In fact, this is not the first time Ford has reported layoffs. In February, Ford announced that it would cut 3800 jobs over the next three years in an effort to cut costs and remain competitive in the electric car market. According to previous reports by Automotive Industry concern, Ford's layoffs are mainly aimed at Europe, including Germany and the UK, and engineers and some managers. Of these, 2300 were laid off in Germany, accounting for about 12 per cent of the company's local workforce; 1300 in the UK, or about 1/5 of the company's local workforce, mostly at its research centre in Dunton, south-east England; and another 1300 will come from other parts of Europe. In response to the layoffs, Ford said the aim of the layoffs is to create a leaner and more competitive cost structure. In short, the layoffs are part of Ford's efforts to reduce costs as it promotes electrification.
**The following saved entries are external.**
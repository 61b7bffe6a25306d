//! External command execution
//!
//! Every source-control and container-runtime interaction goes through the
//! [`CommandRunner`] trait. Calls are blocking and never retried. Whether a
//! non-zero exit is a fault is an explicit per-call policy
//! ([`RunOptions::check_exit_code`]) so call sites state which commands are
//! allowed to fail silently.

use crate::errors::ProcessError;
use std::path::{Path, PathBuf};
use std::process::Command;
use tracing::{debug, instrument};

/// Options for a single command invocation
#[derive(Debug, Clone, PartialEq, Eq)]
pub struct RunOptions {
    /// Working directory for the command
    pub cwd: Option<PathBuf>,
    /// Convert a non-zero exit into [`ProcessError::NonZeroExit`]
    pub check_exit_code: bool,
}

impl Default for RunOptions {
    fn default() -> Self {
        Self {
            cwd: None,
            check_exit_code: true,
        }
    }
}

impl RunOptions {
    /// Options that return non-zero exits to the caller instead of failing
    pub fn unchecked() -> Self {
        Self {
            cwd: None,
            check_exit_code: false,
        }
    }

    /// Run the command from `dir`
    pub fn in_dir(mut self, dir: impl AsRef<Path>) -> Self {
        self.cwd = Some(dir.as_ref().to_path_buf());
        self
    }
}

/// Captured result of a finished command
#[derive(Debug, Clone, Default, PartialEq, Eq)]
pub struct CommandOutput {
    /// Exit code (-1 when terminated by a signal)
    pub exit_code: i32,
    pub stdout: String,
    pub stderr: String,
}

impl CommandOutput {
    pub fn new(exit_code: i32, stdout: impl Into<String>, stderr: impl Into<String>) -> Self {
        Self {
            exit_code,
            stdout: stdout.into(),
            stderr: stderr.into(),
        }
    }

    /// Whether the command exited with status zero
    pub fn success(&self) -> bool {
        self.exit_code == 0
    }
}

/// Command execution collaborator
pub trait CommandRunner: Send + Sync {
    /// Run `argv[0]` with the remaining elements as arguments
    fn run(&self, argv: &[String], options: &RunOptions) -> Result<CommandOutput, ProcessError>;
}

impl<T: CommandRunner + ?Sized> CommandRunner for &T {
    fn run(&self, argv: &[String], options: &RunOptions) -> Result<CommandOutput, ProcessError> {
        (**self).run(argv, options)
    }
}

impl<T: CommandRunner + ?Sized> CommandRunner for std::sync::Arc<T> {
    fn run(&self, argv: &[String], options: &RunOptions) -> Result<CommandOutput, ProcessError> {
        (**self).run(argv, options)
    }
}

/// Build an owned argv from string slices
pub fn argv<I, S>(parts: I) -> Vec<String>
where
    I: IntoIterator<Item = S>,
    S: Into<String>,
{
    parts.into_iter().map(Into::into).collect()
}

/// Apply the exit-code policy to a finished command
pub(crate) fn check_output(
    argv: &[String],
    output: CommandOutput,
    options: &RunOptions,
) -> Result<CommandOutput, ProcessError> {
    if options.check_exit_code && !output.success() {
        return Err(ProcessError::NonZeroExit {
            command: argv.join(" "),
            exit_code: output.exit_code,
            stdout: output.stdout,
            stderr: output.stderr,
        });
    }
    Ok(output)
}

/// Runs commands on the host with `std::process::Command`
#[derive(Debug, Clone, Default)]
pub struct SystemCommandRunner;

impl SystemCommandRunner {
    pub fn new() -> Self {
        Self
    }
}

impl CommandRunner for SystemCommandRunner {
    #[instrument(skip(self, options), fields(cwd = ?options.cwd))]
    fn run(&self, argv: &[String], options: &RunOptions) -> Result<CommandOutput, ProcessError> {
        let (program, args) = argv.split_first().ok_or(ProcessError::EmptyCommand)?;
        debug!("Running command: {}", argv.join(" "));

        let mut command = Command::new(program);
        command.args(args);
        if let Some(cwd) = &options.cwd {
            command.current_dir(cwd);
        }

        let output = command.output().map_err(|source| ProcessError::Spawn {
            program: program.clone(),
            source,
        })?;

        let result = CommandOutput {
            exit_code: output.status.code().unwrap_or(-1),
            stdout: String::from_utf8_lossy(&output.stdout).into_owned(),
            stderr: String::from_utf8_lossy(&output.stderr).into_owned(),
        };
        debug!(exit_code = result.exit_code, "Command finished: {}", program);

        check_output(argv, result, options)
    }
}

pub mod mock {
    //! Mock command runner for testing lifecycle flows
    //!
    //! Responses are matched by argv prefix (first registered match wins);
    //! unmatched commands succeed with empty output. Every invocation is
    //! recorded so tests can assert which commands ran and with what policy.

    use super::{check_output, CommandOutput, CommandRunner, RunOptions};
    use crate::errors::ProcessError;
    use std::sync::{Arc, Mutex};

    type Hook = Arc<dyn Fn(&[String]) + Send + Sync>;

    /// One recorded invocation
    #[derive(Debug, Clone, PartialEq, Eq)]
    pub struct MockCall {
        pub argv: Vec<String>,
        pub options: RunOptions,
    }

    impl MockCall {
        /// The argv joined with spaces
        pub fn command_line(&self) -> String {
            self.argv.join(" ")
        }
    }

    #[derive(Clone)]
    struct MockRule {
        prefix: Vec<String>,
        output: Option<CommandOutput>,
        hook: Option<Hook>,
    }

    /// Scripted [`CommandRunner`]
    #[derive(Clone, Default)]
    pub struct MockCommandRunner {
        rules: Arc<Mutex<Vec<MockRule>>>,
        history: Arc<Mutex<Vec<MockCall>>>,
    }

    impl std::fmt::Debug for MockCommandRunner {
        fn fmt(&self, f: &mut std::fmt::Formatter<'_>) -> std::fmt::Result {
            f.debug_struct("MockCommandRunner")
                .field("calls", &self.calls().len())
                .finish()
        }
    }

    impl MockCommandRunner {
        pub fn new() -> Self {
            Self::default()
        }

        /// Return `output` for commands starting with `prefix`
        pub fn respond(&self, prefix: &[&str], output: CommandOutput) -> &Self {
            self.push_rule(prefix, Some(output), None);
            self
        }

        /// Run `hook` with the argv for commands starting with `prefix`
        ///
        /// Used to simulate side effects such as `git clone` creating its target.
        pub fn on_command<F>(&self, prefix: &[&str], hook: F) -> &Self
        where
            F: Fn(&[String]) + Send + Sync + 'static,
        {
            self.push_rule(prefix, None, Some(Arc::new(hook)));
            self
        }

        fn push_rule(&self, prefix: &[&str], output: Option<CommandOutput>, hook: Option<Hook>) {
            let rule = MockRule {
                prefix: prefix.iter().map(|s| s.to_string()).collect(),
                output,
                hook,
            };
            if let Ok(mut rules) = self.rules.lock() {
                rules.push(rule);
            }
        }

        /// All recorded invocations in order
        pub fn calls(&self) -> Vec<MockCall> {
            self.history.lock().map(|h| h.clone()).unwrap_or_default()
        }

        /// Recorded command lines in order
        pub fn command_lines(&self) -> Vec<String> {
            self.calls().iter().map(MockCall::command_line).collect()
        }

        /// Whether any recorded command starts with `prefix`
        pub fn ran(&self, prefix: &[&str]) -> bool {
            self.calls().iter().any(|call| starts_with(&call.argv, prefix))
        }
    }

    fn starts_with(argv: &[String], prefix: &[impl AsRef<str>]) -> bool {
        argv.len() >= prefix.len()
            && argv
                .iter()
                .zip(prefix.iter())
                .all(|(a, p)| a.as_str() == p.as_ref())
    }

    impl CommandRunner for MockCommandRunner {
        fn run(
            &self,
            argv: &[String],
            options: &RunOptions,
        ) -> Result<CommandOutput, ProcessError> {
            if argv.is_empty() {
                return Err(ProcessError::EmptyCommand);
            }
            if let Ok(mut history) = self.history.lock() {
                history.push(MockCall {
                    argv: argv.to_vec(),
                    options: options.clone(),
                });
            }

            let matching: Vec<MockRule> = self
                .rules
                .lock()
                .map(|rules| {
                    rules
                        .iter()
                        .filter(|rule| starts_with(argv, &rule.prefix))
                        .cloned()
                        .collect()
                })
                .unwrap_or_default();

            for hook in matching.iter().filter_map(|rule| rule.hook.as_ref()) {
                hook(argv);
            }

            let output = matching
                .iter()
                .find_map(|rule| rule.output.clone())
                .unwrap_or_default();

            check_output(argv, output, options)
        }
    }
}

#[cfg(test)]
mod tests {
    use super::mock::MockCommandRunner;
    use super::*;

    #[test]
    fn test_run_options_default_checks_exit_code() {
        let options = RunOptions::default();
        assert!(options.check_exit_code);
        assert!(options.cwd.is_none());

        let options = RunOptions::unchecked().in_dir("/tmp");
        assert!(!options.check_exit_code);
        assert_eq!(options.cwd, Some(PathBuf::from("/tmp")));
    }

    #[test]
    fn test_system_runner_empty_command() {
        let runner = SystemCommandRunner::new();
        let result = runner.run(&[], &RunOptions::default());
        assert!(matches!(result, Err(ProcessError::EmptyCommand)));
    }

    #[test]
    fn test_system_runner_missing_program_is_spawn_error() {
        let runner = SystemCommandRunner::new();
        let result = runner.run(
            &argv(["sinstaller-definitely-not-a-real-binary"]),
            &RunOptions::unchecked(),
        );
        assert!(matches!(result, Err(ProcessError::Spawn { .. })));
    }

    #[test]
    fn test_mock_runner_checked_failure() {
        let runner = MockCommandRunner::new();
        runner.respond(&["git", "pull"], CommandOutput::new(1, "", "conflict"));

        let err = runner
            .run(&argv(["git", "pull"]), &RunOptions::default())
            .unwrap_err();
        assert_eq!(err.exit_code(), Some(1));
        assert_eq!(err.stderr(), "conflict");

        let output = runner
            .run(&argv(["git", "pull"]), &RunOptions::unchecked())
            .unwrap();
        assert_eq!(output.exit_code, 1);
        assert_eq!(runner.calls().len(), 2);
        assert!(!runner.calls()[1].options.check_exit_code);
    }

    #[test]
    fn test_mock_runner_first_match_wins_and_hooks_run() {
        let runner = MockCommandRunner::new();
        let seen = std::sync::Arc::new(std::sync::Mutex::new(Vec::new()));
        let seen_hook = seen.clone();
        runner
            .on_command(&["docker"], move |argv| {
                seen_hook.lock().unwrap().push(argv.join(" "));
            })
            .respond(&["docker", "images"], CommandOutput::new(0, "abc\n", ""))
            .respond(&["docker"], CommandOutput::new(0, "other", ""));

        let output = runner
            .run(&argv(["docker", "images", "-q", "img"]), &RunOptions::unchecked())
            .unwrap();
        assert_eq!(output.stdout, "abc\n");
        assert_eq!(seen.lock().unwrap().as_slice(), ["docker images -q img"]);
        assert!(runner.ran(&["docker", "images"]));
        assert!(!runner.ran(&["git"]));
    }
}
A month earlier, there were media reports that Ford planned to cut about 3200 jobs in Europe, including as many as 2500 product development jobs and 700 executive positions, with Germany being the most affected. The layoffs will eliminate about 65 per cent of the carmaker's jobs in Europe, while Ford will also transfer some product development work to the US. However, Ford officials did not respond to the news at the time.
In fact, under the background that electrification has become a major trend of automobile development in the future, the demand for personnel in vehicle R & D and manufacturing has also changed obviously, and layoffs are not uncommon in the automobile industry. In April, Stellantis plans to lay off about 3500 hourly workers in the United States and offer voluntary severance programs, including $50000 to workers hired before 2007. GM laid off hundreds of contract workers at the Global Technology Center in Warren and elsewhere in early May with a view to cutting its budget by $2 billion by the end of next year. On May 4th Volvo announced plans to cut 1300 jobs in Sweden and will continue to cut jobs in the future, also to cut costs.
It was previously reported that Ford is spending 50 billion dollars to accelerate its electric transformation, which is relatively easy to build compared to traditional fuel cars, does not require too many engineers, and layoffs could help Ford revive its European operations. Ford's cumulative revenue in the first quarter of 2023 was $41.5 billion, up 20 per cent from a year earlier, according to the latest earnings figures.
Automobile manufacturing is a project whose investment cost is relatively high but it is difficult to get a return in the short term. at present, the automobile market is in a critical stage of transition to new energy vehicles, and in the predicament of transformation, many automakers choose to lay off staff or to increase revenue and reduce expenditure. "Automotive Industry concern" believes that with the change of the electrification pattern of the domestic car market, the life of the joint venture brand with relatively slow electrification transformation in the Chinese market will become more and more difficult.